U.S. Bid to Build 5G Network Opposed by FCC Head and Wireless Lobby
U.S. regulators and the wireless industry are pushing back against a plan under discussion by the Trump administration to build a secure 5G network, possibly with government control, amid concerns about China and cybersecurity, according to Bloomberg.
The Republican head of the FCC o issued a statement in opposition to any government control, suggesting that the wireless industry is best positioned “to drive innovation and investment.” "I oppose any proposal for the federal government to build and operate a nationwide 5G network,” said Ajit Pai. “Any federal effort to construct a nationalized 5G network would be a costly and counterproductive distraction from the policies we need to help the United States win the 5G future."

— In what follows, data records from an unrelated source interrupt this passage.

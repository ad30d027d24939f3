//! E2E tests for the `lineage` binary against small GEDCOM fixtures.
//!
//! Covers: every subcommand in text and JSON modes, config-file defaults,
//! and structured error output for unreadable input and failed lookups.

use assert_cmd::Command;
use predicates::prelude::*;
use serde_json::Value;
use std::path::{Path, PathBuf};
use tempfile::TempDir;

// ---------------------------------------------------------------------------
// Test harness helpers
// ---------------------------------------------------------------------------

// A ─┬─ B ─┐
//    │     ├─ D ── E
//    └─ C ─┘
// B and C are half-siblings who married; S is D's brother, M is E's wife,
// X and Y are an unrelated likely-duplicate pair.
const TREE: &str = "\
0 HEAD
0 @A@ INDI
1 NAME Anders /Holm/
1 SEX M
1 BIRT
2 DATE 1800
0 @W1@ INDI
1 NAME Wilma /Dahl/
1 SEX F
0 @W2@ INDI
1 NAME Wenche /Lund/
1 SEX F
0 @B@ INDI
1 NAME Bent /Holm/
1 SEX M
1 BIRT
2 DATE 1825
0 @C@ INDI
1 NAME Cille /Holm/
1 SEX F
1 BIRT
2 DATE 1830
0 @D@ INDI
1 NAME Dorte /Holm/
1 SEX F
1 BIRT
2 DATE 1850
0 @S@ INDI
1 NAME Svend /Holm/
1 SEX M
1 BIRT
2 DATE 1852
0 @E@ INDI
1 NAME Erik /Holm/
1 SEX M
1 BIRT
2 DATE 1875
1 OCCU Smith
0 @M@ INDI
1 NAME Maren /Kjaer/
1 SEX F
1 BIRT
2 DATE 1877
0 @X@ INDI
1 NAME Lars /Jensen/
1 SEX M
1 BIRT
2 DATE 1900
0 @Y@ INDI
1 NAME Lars J /Jensen/
1 SEX M
1 BIRT
2 DATE 1902
0 @F1@ FAM
1 HUSB @A@
1 WIFE @W1@
1 CHIL @B@
0 @F2@ FAM
1 HUSB @A@
1 WIFE @W2@
1 CHIL @C@
0 @F3@ FAM
1 HUSB @B@
1 WIFE @C@
1 CHIL @D@
1 CHIL @S@
0 @F4@ FAM
1 HUSB @E@
1 WIFE @M@
0 @F5@ FAM
1 WIFE @D@
1 CHIL @E@
0 TRLR
";

fn lineage_cmd(dir: &Path) -> Command {
    let mut cmd = Command::new(assert_cmd::cargo::cargo_bin!("lineage"));
    cmd.current_dir(dir);
    cmd.env("LINEAGE_LOG", "error");
    cmd.env("XDG_CONFIG_HOME", dir.join("xdg"));
    cmd.env("HOME", dir);
    cmd.env_remove("FORMAT");
    cmd.env_remove("LINEAGE_FILE");
    cmd
}

fn write_tree(dir: &Path, contents: &str) -> PathBuf {
    let path = dir.join("tree.ged");
    std::fs::write(&path, contents).expect("write fixture");
    path
}

fn json_stdout(dir: &Path, args: &[&str]) -> Value {
    let output = lineage_cmd(dir)
        .args(args)
        .args(["--format", "json"])
        .output()
        .expect("lineage should not crash");
    assert!(
        output.status.success(),
        "command failed: {}",
        String::from_utf8_lossy(&output.stderr)
    );
    serde_json::from_slice(&output.stdout).expect("valid JSON on stdout")
}

fn json_stderr_error(dir: &Path, args: &[&str]) -> Value {
    let output = lineage_cmd(dir)
        .args(args)
        .args(["--format", "json"])
        .output()
        .expect("lineage should not crash");
    assert!(!output.status.success(), "command unexpectedly succeeded");
    let json: Value = serde_json::from_slice(&output.stderr).expect("valid JSON on stderr");
    json["error"].clone()
}

// ---------------------------------------------------------------------------
// lineage path
// ---------------------------------------------------------------------------

#[test]
fn path_text_lists_each_branch_descendant_first() {
    let dir = TempDir::new().expect("tempdir");
    write_tree(dir.path(), TREE);

    lineage_cmd(dir.path())
        .args(["-f", "tree.ged", "path", "-a", "Anders Holm", "-d", "@E@"])
        .assert()
        .success()
        .stdout(predicate::str::contains(
            "Erik Holm (1875) -> Dorte Holm (1850) -> Bent Holm (1825) -> Anders Holm (1800)",
        ))
        .stdout(predicate::str::contains(
            "Erik Holm (1875) -> Dorte Holm (1850) -> Cille Holm (1830) -> Anders Holm (1800)",
        ));
}

#[test]
fn path_json_has_ids_and_labels() {
    let dir = TempDir::new().expect("tempdir");
    write_tree(dir.path(), TREE);

    let json = json_stdout(dir.path(), &["-f", "tree.ged", "path", "-a", "@A@", "-d", "@E@"]);
    assert_eq!(json["ancestor"], "@A@");
    assert_eq!(json["descendant"], "@E@");
    let branches = json["branches"].as_array().expect("branches array");
    assert_eq!(branches.len(), 2);
    assert_eq!(branches[0][0]["id"], "@E@");
    assert_eq!(branches[0][3]["label"], "Anders Holm (1800)");
}

#[test]
fn path_via_filters_by_name() {
    let dir = TempDir::new().expect("tempdir");
    write_tree(dir.path(), TREE);

    let json = json_stdout(
        dir.path(),
        &["-f", "tree.ged", "path", "-a", "@A@", "-d", "@E@", "--via", "cille holm"],
    );
    assert_eq!(json["via"], serde_json::json!(["@C@"]));
    let branches = json["branches"].as_array().expect("branches array");
    assert_eq!(branches.len(), 1);
    assert_eq!(branches[0][2]["id"], "@C@");
}

#[test]
fn path_without_descent_prints_no_path() {
    let dir = TempDir::new().expect("tempdir");
    write_tree(dir.path(), TREE);

    lineage_cmd(dir.path())
        .args(["-f", "tree.ged", "path", "-a", "@E@", "-d", "@A@"])
        .assert()
        .success()
        .stdout(predicate::str::contains("no path"));
}

#[test]
fn path_dot_emits_digraph() {
    let dir = TempDir::new().expect("tempdir");
    write_tree(dir.path(), TREE);

    lineage_cmd(dir.path())
        .args(["-f", "tree.ged", "path", "-a", "@A@", "-d", "@E@", "--dot"])
        .assert()
        .success()
        .stdout(predicate::str::starts_with("digraph {"))
        .stdout(predicate::str::contains("Cille Holm (1830)"));
}

#[test]
fn descent_cycle_is_reported_with_code() {
    let dir = TempDir::new().expect("tempdir");
    write_tree(
        dir.path(),
        "0 @A@ INDI\n0 @B@ INDI\n0 @C@ INDI\n0 @T@ INDI\n\
         0 @F1@ FAM\n1 HUSB @A@\n1 CHIL @B@\n\
         0 @F2@ FAM\n1 HUSB @B@\n1 CHIL @C@\n\
         0 @F3@ FAM\n1 HUSB @C@\n1 CHIL @B@\n",
    );

    let err = json_stderr_error(dir.path(), &["-f", "tree.ged", "path", "-a", "@A@", "-d", "@T@"]);
    assert_eq!(err["error_code"], "E4001");
}

// ---------------------------------------------------------------------------
// lineage unconnected
// ---------------------------------------------------------------------------

#[test]
fn unconnected_direct_excludes_only_the_direct_line() {
    let dir = TempDir::new().expect("tempdir");
    write_tree(dir.path(), TREE);

    let json = json_stdout(
        dir.path(),
        &["-f", "tree.ged", "unconnected", "--root", "@D@", "--direct"],
    );
    let ids: Vec<&str> = json["unconnected"]
        .as_array()
        .expect("array")
        .iter()
        .filter_map(|e| e["id"].as_str())
        .collect();
    assert_eq!(ids, vec!["@S@", "@M@", "@X@", "@Y@"]);
    assert_eq!(json["total"], 11);
}

#[test]
fn unconnected_text_is_tab_separated() {
    let dir = TempDir::new().expect("tempdir");
    write_tree(dir.path(), TREE);

    lineage_cmd(dir.path())
        .args(["-f", "tree.ged", "unconnected", "--root", "Dorte Holm"])
        .assert()
        .success()
        .stdout("@X@\tLars Jensen (1900)\n@Y@\tLars J Jensen (1902)\n");
}

// ---------------------------------------------------------------------------
// lineage dups
// ---------------------------------------------------------------------------

#[test]
fn dups_finds_the_near_identical_pair() {
    let dir = TempDir::new().expect("tempdir");
    write_tree(dir.path(), TREE);

    let json = json_stdout(dir.path(), &["-f", "tree.ged", "dups"]);
    let candidates = json["candidates"].as_array().expect("array");
    assert_eq!(candidates.len(), 1);
    assert_eq!(candidates[0]["id_a"], "@X@");
    assert_eq!(candidates[0]["id_b"], "@Y@");
    assert_eq!(candidates[0]["year_gap"], 2);
    assert_eq!(json["top"], 10);
}

#[test]
fn dups_year_gap_flag_tightens_the_gate() {
    let dir = TempDir::new().expect("tempdir");
    write_tree(dir.path(), TREE);

    let json = json_stdout(dir.path(), &["-f", "tree.ged", "dups", "--max-year-gap", "2"]);
    assert!(json["candidates"].as_array().expect("array").is_empty());
}

// ---------------------------------------------------------------------------
// lineage show / stats
// ---------------------------------------------------------------------------

#[test]
fn show_resolves_closest_name() {
    let dir = TempDir::new().expect("tempdir");
    write_tree(dir.path(), TREE);

    let json = json_stdout(dir.path(), &["-f", "tree.ged", "show", "Erik Holme"]);
    assert_eq!(json["id"], "@E@");
    assert_eq!(json["mother"]["id"], "@D@");
    assert!(json.get("father").is_none());
    assert_eq!(json["spouses"][0]["name"], "Maren Kjaer");
    assert_eq!(json["occupations"], serde_json::json!(["Smith"]));
}

#[test]
fn show_unknown_name_fails_with_code() {
    let dir = TempDir::new().expect("tempdir");
    write_tree(dir.path(), TREE);

    let err = json_stderr_error(dir.path(), &["-f", "tree.ged", "show", "Qzzzqq"]);
    assert_eq!(err["error_code"], "E2003");
    assert!(err["suggestion"].is_string());
}

#[test]
fn stats_counts_tree_and_reports_bad_lines() {
    let dir = TempDir::new().expect("tempdir");
    write_tree(dir.path(), &format!("{TREE}1\n"));

    let json = json_stdout(dir.path(), &["-f", "tree.ged", "stats"]);
    assert_eq!(json["individuals"], 11);
    assert_eq!(json["families"], 5);
    assert_eq!(json["diagnostics"], 1);

    lineage_cmd(dir.path())
        .args(["-f", "tree.ged", "stats"])
        .assert()
        .success()
        .stderr(predicate::str::contains("warning: line"));

    lineage_cmd(dir.path())
        .args(["-q", "-f", "tree.ged", "stats"])
        .assert()
        .success()
        .stderr(predicate::str::contains("warning").not());
}

#[test]
fn malformed_lines_are_reported_once_under_default_logging() {
    let dir = TempDir::new().expect("tempdir");
    write_tree(dir.path(), &format!("{TREE}1\n"));

    let output = lineage_cmd(dir.path())
        .env_remove("LINEAGE_LOG")
        .env_remove("DEBUG")
        .args(["-f", "tree.ged", "stats"])
        .output()
        .expect("lineage should not crash");
    assert!(output.status.success());
    let stderr = String::from_utf8_lossy(&output.stderr);
    assert_eq!(stderr.matches("warning: line").count(), 1, "{stderr}");
    assert!(!stderr.contains("skipping line without a tag"), "{stderr}");

    lineage_cmd(dir.path())
        .env_remove("LINEAGE_LOG")
        .env_remove("DEBUG")
        .args(["-q", "-f", "tree.ged", "stats"])
        .assert()
        .success()
        .stderr(predicate::str::is_empty());
}

#[test]
fn file_can_come_from_env() {
    let dir = TempDir::new().expect("tempdir");
    let path = write_tree(dir.path(), TREE);

    lineage_cmd(dir.path())
        .env("LINEAGE_FILE", &path)
        .args(["stats"])
        .assert()
        .success()
        .stdout(predicate::str::contains("individuals\t11"));
}

// ---------------------------------------------------------------------------
// Errors and configuration
// ---------------------------------------------------------------------------

#[test]
fn missing_file_flag_is_an_error() {
    let dir = TempDir::new().expect("tempdir");

    lineage_cmd(dir.path())
        .args(["stats"])
        .assert()
        .failure()
        .stderr(predicate::str::contains("--file"));
}

#[test]
fn unreadable_file_reports_input_code() {
    let dir = TempDir::new().expect("tempdir");

    let err = json_stderr_error(dir.path(), &["-f", "nope.ged", "stats"]);
    assert_eq!(err["error_code"], "E1001");
    assert!(err["message"].as_str().is_some_and(|m| m.contains("nope.ged")));
}

#[test]
fn integrity_error_reports_line() {
    let dir = TempDir::new().expect("tempdir");
    write_tree(dir.path(), "0 @I1@ INDI\n1 BIRT\n1 BIRT\n");

    let err = json_stderr_error(dir.path(), &["-f", "tree.ged", "stats"]);
    assert_eq!(err["error_code"], "E3004");
    assert!(err["message"].as_str().is_some_and(|m| m.contains("line 3")));
}

#[test]
fn config_file_sets_template_and_output() {
    let dir = TempDir::new().expect("tempdir");
    write_tree(dir.path(), TREE);
    std::fs::write(
        dir.path().join("lineage.toml"),
        "output = \"text\"\n\n[format]\ntemplate = \"%n\"\n",
    )
    .expect("write config");

    lineage_cmd(dir.path())
        .args(["-f", "tree.ged", "path", "-a", "@B@", "-d", "@E@"])
        .assert()
        .success()
        .stdout("Erik Holm -> Dorte Holm -> Bent Holm\n");
}

#[test]
fn broken_config_reports_config_code() {
    let dir = TempDir::new().expect("tempdir");
    write_tree(dir.path(), TREE);
    std::fs::write(dir.path().join("lineage.toml"), "[format\n").expect("write config");

    let err = json_stderr_error(dir.path(), &["-f", "tree.ged", "stats"]);
    assert_eq!(err["error_code"], "E1002");
}

#[test]
fn completions_generate_for_bash() {
    let dir = TempDir::new().expect("tempdir");

    lineage_cmd(dir.path())
        .args(["completions", "bash"])
        .assert()
        .success()
        .stdout(predicate::str::contains("lineage"));
}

The wireless industry also appeared to throw cold water on the plan with a leading trade group whose members include AT&T and Verizon saying it sees a competitive marketplace as the best option for ensuring the U.S. leads in 5G technology. The statements were in response to reports that the Trump administration is in preliminary talks with U.S. and European companies about pushing 5G technology possibly with federal funds. The government aims to decide on a plan by the end of September and build it out over the next few years, said one of the officials.
If the U.S. opts for one secure network rather than multiple systems, the main unresolved questions would be what portion of the project would be taxpayer funded, and whether it would be owned by the government, a private consortium or some combination of public and private entities, one of the officials said. If the federal government directly participates in building a wireless network intended for commercial use, it’d be a departure from the decades-long tradition of auctioning licenses to telecommunications companies to build their own networks.
U.S. lawmakers have sounded alarms about the growing power of Huawei, the Chinese network equipment maker that’s expanded its market share around the globe, with its products operating networks in Europe and Latin America. A government-backed plan to accelerate the development of 5G in the U.S. would require support from Huawei’s top rivals, such as Nokia and Ericsson.